Washington (CNN)A new Kennedy in the Senate, fresh rumblings about Cabinet appointments and a look at Donald Trump's inner circle: It's all part of this week's "Inside Politics" forecast, where you get a taste of tomorrow's news today.

1) From foe to colleague?

    Donald Trump was one of 17 candidates for the Republican presidential nomination.
    CNN's John King
    So far, just one of the other 16 is in line for a Trump Cabinet job: Ben Carson, who is the President-elect's choice to lead the Department of Housing and Urban Development.
    Will that be it?
    Maybe, but there are a few jobs still open -- the Energy Department among them -- and a well-sourced Republican suggests to CNN that former Texas Gov. Rick Perry might still emerge as a Cabinet choice.
    During the primaries, Perry called Trump a "cancer on conservatism." But he later became a Trump surrogate.

    2) The heiress aiding Trump's transition

    If you want a plum job in the new Trump administration, it helps to have the Black Widow as an ally.
    Bloomberg's Jennifer Jacobs
    As in Rebekah Mercer, who chose the superhero spy as her costume at her family's annual "Heroes and Villains" party.
    Mercer, 43, is the daughter of a billionaire hedge fund manager and was a predominant Trump supporter. Now, Jennifer Jacobs of Bloomberg Politics reports she has become a gatekeeper, helping decide who gets considered for major administration posts.
    "Her talent is for bringing in talent. She has her fingerprints on everything from the search for Secretary of State to the Press Secretary to the new GOP chairman," Jacobs says. "What's interesting about her (is that) her family has pushed for years this agenda, this anti-establishment populist agenda, and now she is one of the main influencers for the Trump cabinet."

    3) Democrats' calculations

    Democrats have many differences with President-elect Trump, from taxes to health care to climate change.
    But there are some issues where there might be agreement, such as infrastructure spending and trade policy.
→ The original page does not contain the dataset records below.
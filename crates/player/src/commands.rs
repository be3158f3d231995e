use std::fmt;

use common::AudioFileRecord;
use library::{Dimension, MediaLibrary, QueueSource};
use serde::Serialize;

pub const USAGE: &str = "usage: player [scan [--force] | songs | labels <dim> | bucket <dim> <letter> | \
songs-for <dim> <label> | search <query> | playlists | playlist-create <name> <query> | \
playlist-read <uri> | playlist-delete <uri> | queue <dim> <label> [--shuffle]]";

#[derive(Clone, Debug, PartialEq, Eq)]
pub enum Command {
    Scan { force: bool },
    Songs,
    Labels(Dimension),
    Bucket(Dimension, String),
    SongsFor(Dimension, String),
    Search(String),
    Playlists,
    PlaylistCreate { name: String, query: String },
    PlaylistRead(String),
    PlaylistDelete(String),
    Queue {
        dimension: Dimension,
        label: String,
        shuffle: bool,
    },
}

#[derive(Debug)]
pub struct UsageError(String);

impl fmt::Display for UsageError {
    fn fmt(&self, f: &mut fmt::Formatter<'_>) -> fmt::Result {
        write!(f, "{}\n{}", self.0, USAGE)
    }
}

impl std::error::Error for UsageError {}

fn usage(message: impl Into<String>) -> UsageError {
    UsageError(message.into())
}

impl Command {
    pub fn parse<I>(args: I) -> Result<Self, UsageError>
    where
        I: IntoIterator<Item = String>,
    {
        let mut args: Vec<String> = args.into_iter().collect();
        let shuffle = take_flag(&mut args, "--shuffle");
        let force = take_flag(&mut args, "--force");
        let mut args = args.into_iter();

        let name = match args.next() {
            Some(name) => name,
            None => return Ok(Command::Scan { force }),
        };
        let command = match name.as_str() {
            "scan" => Command::Scan { force },
            "songs" => Command::Songs,
            "labels" => Command::Labels(dimension(args.next())?),
            "bucket" => {
                let dimension = dimension(args.next())?;
                Command::Bucket(dimension, required(args.next(), "letter")?)
            }
            "songs-for" => {
                let dimension = dimension(args.next())?;
                Command::SongsFor(dimension, rest(args, "label")?)
            }
            "search" => Command::Search(rest(args, "query")?),
            "playlists" => Command::Playlists,
            "playlist-create" => {
                let name = required(args.next(), "name")?;
                Command::PlaylistCreate {
                    name,
                    query: rest(args, "query")?,
                }
            }
            "playlist-read" => Command::PlaylistRead(required(args.next(), "uri")?),
            "playlist-delete" => Command::PlaylistDelete(required(args.next(), "uri")?),
            "queue" => {
                let dimension = dimension(args.next())?;
                Command::Queue {
                    dimension,
                    label: rest(args, "label")?,
                    shuffle,
                }
            }
            other => return Err(usage(format!("unknown command: {}", other))),
        };
        Ok(command)
    }

    pub fn force_rescan(&self) -> bool {
        matches!(self, Command::Scan { force: true })
    }
}

fn take_flag(args: &mut Vec<String>, flag: &str) -> bool {
    let before = args.len();
    args.retain(|arg| arg != flag);
    args.len() != before
}

fn required(value: Option<String>, what: &str) -> Result<String, UsageError> {
    match value {
        Some(value) if !value.trim().is_empty() => Ok(value),
        _ => Err(usage(format!("missing {}", what))),
    }
}

// Labels and queries may contain spaces; everything left is joined back.
fn rest(args: impl Iterator<Item = String>, what: &str) -> Result<String, UsageError> {
    let joined = args.collect::<Vec<_>>().join(" ");
    required(Some(joined), what)
}

fn dimension(value: Option<String>) -> Result<Dimension, UsageError> {
    let value = required(value, "dimension")?;
    Dimension::parse(&value).ok_or_else(|| usage(format!("unknown dimension: {}", value)))
}

#[derive(Serialize)]
struct SongLine<'a> {
    uri: &'a str,
    title: &'a str,
    artist: Option<&'a str>,
    album: Option<&'a str>,
    genre: Option<&'a str>,
    year: Option<i32>,
}

impl<'a> From<&'a AudioFileRecord> for SongLine<'a> {
    fn from(record: &'a AudioFileRecord) -> Self {
        Self {
            uri: &record.uri,
            title: &record.title,
            artist: record.artist.as_deref(),
            album: record.album.as_deref(),
            genre: record.genre.as_deref(),
            year: record.year,
        }
    }
}

fn print_songs(songs: &[AudioFileRecord]) -> Result<(), serde_json::Error> {
    for song in songs {
        println!("{}", serde_json::to_string(&SongLine::from(song))?);
    }
    Ok(())
}

fn print_lines(lines: &[String]) {
    for line in lines {
        println!("{}", line);
    }
}

/// Runs one browse or playlist command against a ready library. Scanning
/// has already happened by the time this is called.
pub fn run(library: &MediaLibrary, command: Command) -> Result<(), Box<dyn std::error::Error>> {
    match command {
        Command::Scan { .. } => {
            println!(
                "{} songs, {} playlists cached",
                library.cached_files().len(),
                library.discovered_playlists().len()
            );
        }
        Command::Songs => print_songs(&library.cached_files())?,
        Command::Labels(dimension) => match library.label_buckets(dimension) {
            Some(buckets) => print_lines(&buckets),
            None => print_lines(&library.labels(dimension)),
        },
        Command::Bucket(dimension, letter) => {
            print_lines(&library.labels_in_bucket(dimension, &letter))
        }
        Command::SongsFor(dimension, label) => {
            print_songs(&library.songs_for(dimension, &label))?
        }
        Command::Search(query) => print_songs(&library.search(&query))?,
        Command::Playlists => {
            for playlist in library.discovered_playlists() {
                println!("{}\t{}", playlist.title(), playlist.uri);
            }
        }
        Command::PlaylistCreate { name, query } => {
            let songs = library.search(&query);
            let record = library.create_playlist(Some(&name), &songs)?;
            println!("Created {} with {} songs", record.display_name, songs.len());
        }
        Command::PlaylistRead(uri) => print_songs(&library.read_playlist(&uri)?)?,
        Command::PlaylistDelete(uri) => {
            library.delete_playlist(&uri)?;
            println!("Deleted {}", uri);
        }
        Command::Queue {
            dimension,
            label,
            shuffle,
        } => {
            let source = QueueSource::Category(dimension, label.clone());
            match library.build_queue(&source, shuffle) {
                Some(queue) => {
                    println!("Queue {} ({} songs)", queue.name(), queue.len());
                    print_songs(queue.items())?;
                }
                None => println!("Nothing to play for {}", label),
            }
        }
    }
    Ok(())
}

#[cfg(test)]
mod tests {
    use library::Dimension;

    use super::Command;

    fn parse(line: &str) -> Result<Command, super::UsageError> {
        Command::parse(line.split_whitespace().map(String::from))
    }

    #[test]
    fn empty_arguments_mean_scan() {
        assert_eq!(parse("").unwrap(), Command::Scan { force: false });
        assert!(parse("scan --force").unwrap().force_rescan());
    }

    #[test]
    fn multi_word_labels_are_joined() {
        assert_eq!(
            parse("songs-for artist Miles Davis").unwrap(),
            Command::SongsFor(Dimension::Artist, "Miles Davis".to_string())
        );
        assert_eq!(
            parse("queue --shuffle decade 1990s").unwrap(),
            Command::Queue {
                dimension: Dimension::Decade,
                label: "1990s".to_string(),
                shuffle: true,
            }
        );
        assert_eq!(
            parse("playlist-create Late jazz night").unwrap(),
            Command::PlaylistCreate {
                name: "Late".to_string(),
                query: "jazz night".to_string(),
            }
        );
    }

    #[test]
    fn bad_input_is_a_usage_error() {
        assert!(parse("labels mood").is_err());
        assert!(parse("search").is_err());
        assert!(parse("dance").is_err());
        assert!(parse("playlist-read").is_err());
    }
}
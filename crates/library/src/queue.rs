use common::AudioFileRecord;
use rand::seq::SliceRandom;

use crate::index::Dimension;

pub const ALL_SONGS_TITLE: &str = "All Songs";
pub const ALL_PLAYLISTS_TITLE: &str = "All Playlists";

/// Where a playback queue draws its songs from.
#[derive(Clone, Debug, PartialEq, Eq)]
pub enum QueueSource {
    AllSongs,
    AllPlaylists,
    Playlist(String),
    Category(Dimension, String),
}

/// Ordered list of songs with a cursor, as handed to a playback engine.
#[derive(Clone, Debug, PartialEq, Eq)]
pub struct PlayQueue {
    name: String,
    items: Vec<AudioFileRecord>,
    position: usize,
}

impl PlayQueue {
    /// `None` when there is nothing to play.
    pub fn new(
        name: impl Into<String>,
        mut items: Vec<AudioFileRecord>,
        shuffle: bool,
    ) -> Option<Self> {
        if items.is_empty() {
            return None;
        }
        if shuffle {
            let mut rng = rand::rng();
            items.shuffle(&mut rng);
        }
        Some(Self {
            name: name.into(),
            items,
            position: 0,
        })
    }

    pub fn name(&self) -> &str {
        &self.name
    }

    pub fn items(&self) -> &[AudioFileRecord] {
        &self.items
    }

    pub fn len(&self) -> usize {
        self.items.len()
    }

    pub fn is_empty(&self) -> bool {
        self.items.is_empty()
    }

    pub fn position(&self) -> usize {
        self.position
    }

    pub fn current(&self) -> Option<&AudioFileRecord> {
        self.items.get(self.position)
    }

    /// Moves to the next song; `None` at the end of the queue, leaving the
    /// cursor where it was.
    pub fn advance(&mut self) -> Option<&AudioFileRecord> {
        let next = next_index_for_error(self.position, self.items.len())?;
        self.position = next;
        self.items.get(next)
    }

    pub fn previous(&mut self) -> Option<&AudioFileRecord> {
        let previous = self.position.checked_sub(1)?;
        self.position = previous;
        self.items.get(previous)
    }

    pub fn jump_to(&mut self, uri: &str) -> Option<&AudioFileRecord> {
        let found = self.items.iter().position(|item| item.uri == uri)?;
        self.position = found;
        self.items.get(found)
    }
}

/// Index to skip to after `current` failed to play, if any remains.
pub fn next_index_for_error(current: usize, len: usize) -> Option<usize> {
    let next = current.checked_add(1)?;
    if next < len {
        Some(next)
    } else {
        None
    }
}

pub fn should_retry_playback_error(consecutive_errors: u32, max_errors: u32) -> bool {
    consecutive_errors < max_errors
}
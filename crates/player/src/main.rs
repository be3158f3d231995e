mod commands;
mod config;

use std::env;

use common::{Handle, ScanProgress};
use library::{ColdStart, MediaLibrary};
use tokio::sync::mpsc::{self, UnboundedReceiver};
use tokio_util::sync::CancellationToken;
use tracing::{info, warn};

use commands::Command;
use config::{config_path_from_env, load_or_create_config, resolve_music_root, resolve_path};

#[tokio::main]
async fn main() -> Result<(), Box<dyn std::error::Error>> {
    let filter = tracing_subscriber::EnvFilter::try_from_default_env()
        .unwrap_or_else(|_| "info".into());
    tracing_subscriber::fmt().with_env_filter(filter).init();

    let command = Command::parse(env::args().skip(1))?;

    let config_path = config_path_from_env();
    let (config, created) = load_or_create_config(&config_path)?;
    if created {
        info!("Created default config at {:?}", config_path);
    } else {
        info!("Loaded config from {:?}", config_path);
    }

    let music_root = resolve_music_root(&config_path, &config.music_root)
        .ok_or("music_root is not set; edit the config file and retry")?;
    let cache_path = resolve_path(&config_path, &config.cache_path);
    let library = MediaLibrary::open_local(&cache_path, config.scan_options())?;
    let root = Handle::from_path(&music_root);

    let cancel = CancellationToken::new();
    tokio::spawn(cancel_on_signal(cancel.clone()));

    let (progress_tx, progress_rx) = mpsc::unbounded_channel();
    let reporter = tokio::spawn(report_progress(progress_rx));
    let outcome = if command.force_rescan() {
        library
            .rescan(&root, config.scan_limit, Some(&progress_tx), &cancel)
            .await
    } else {
        library
            .restore_or_scan(&root, config.scan_limit, Some(&progress_tx), &cancel)
            .await
    };
    drop(progress_tx);
    if let Err(err) = reporter.await {
        warn!("Progress reporter failed: {}", err);
    }

    match outcome? {
        ColdStart::Restored { files, playlists } => {
            info!("Library restored: {} songs, {} playlists", files, playlists);
        }
        ColdStart::Scanned(stats) => info!(
            "Library scanned: {} songs in {} folders ({}ms)",
            stats.files_found, stats.folders_visited, stats.elapsed_ms
        ),
        ColdStart::Interrupted(stats) => {
            warn!(
                "Scan interrupted after {} songs; results were not saved",
                stats.files_found
            );
            return Ok(());
        }
    }

    commands::run(&library, command)
}

async fn report_progress(mut progress: UnboundedReceiver<ScanProgress>) {
    while let Some(update) = progress.recv().await {
        info!(
            "Scanning: {} songs found, {} folders visited",
            update.files_found, update.folders_visited
        );
    }
}

async fn cancel_on_signal(cancel: CancellationToken) {
    #[cfg(unix)]
    {
        use tokio::signal::unix::{signal, SignalKind};
        let mut term = match signal(SignalKind::terminate()) {
            Ok(signal) => signal,
            Err(err) => {
                warn!("Failed to install terminate signal handler: {}", err);
                return;
            }
        };
        tokio::select! {
            _ = tokio::signal::ctrl_c() => {},
            _ = term.recv() => {},
        }
    }

    #[cfg(not(unix))]
    {
        if let Err(err) = tokio::signal::ctrl_c().await {
            warn!("Failed to listen for ctrl-c: {}", err);
            return;
        }
    }

    info!("Interrupt received; cancelling scan.");
    cancel.cancel();
}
And Democrats are looking at how to use those debates to their policy and political advantage.
    CNN's Manu Raju explains the party's calculations:
    "It raises some concerns among Democrats who believe that the rush to normalize Donald Trump, in their words, will make it harder for them to paint him as an extreme president, " Raju says. "But right now watch for them to look to start to talk about those economic issues, particularly for those senators in difficult races in 2018."

    4) A different kind of Kennedy

    Saturday night brought yet another defeat for the Democrats in 2016, and the irony is rich: GOP candidate John Kennedy won the Senate runoff in Louisiana on Saturday.
    Mary Katharine Ham of The Federalist
    That's right -- a Republican Kennedy in the Senate. This one gives the GOP a 52-48 edge and, as Mary Katharine Ham of The Federalist puts it, a bit of an exclamation point on a roller-coaster election year.
    "I think it's emblematic how far we've come from the conventional wisdom, which was that Democrats had this big coalition of the ascendant. Even in the Southern states, they were going to make these great inroads," Ham says.

    5) John Kerry's next act

    John Kerry is pondering his next act after a long career in politics.
    He was lieutenant governor of Massachusetts, then a United States senator. In 2004 he was the Democratic presidential nominee, and is now wrapping up four busy years as Secretary of State.
    So what next? Matt Viser of The Boston Globe shared his reporting on Kerry's thinking, beginning with what could be an awkward transition at the State Department.
    "Kerry will work from the outside still on climate change," Viser reports. "It's a big passion of his, but for the first time since 1983 outside of public office."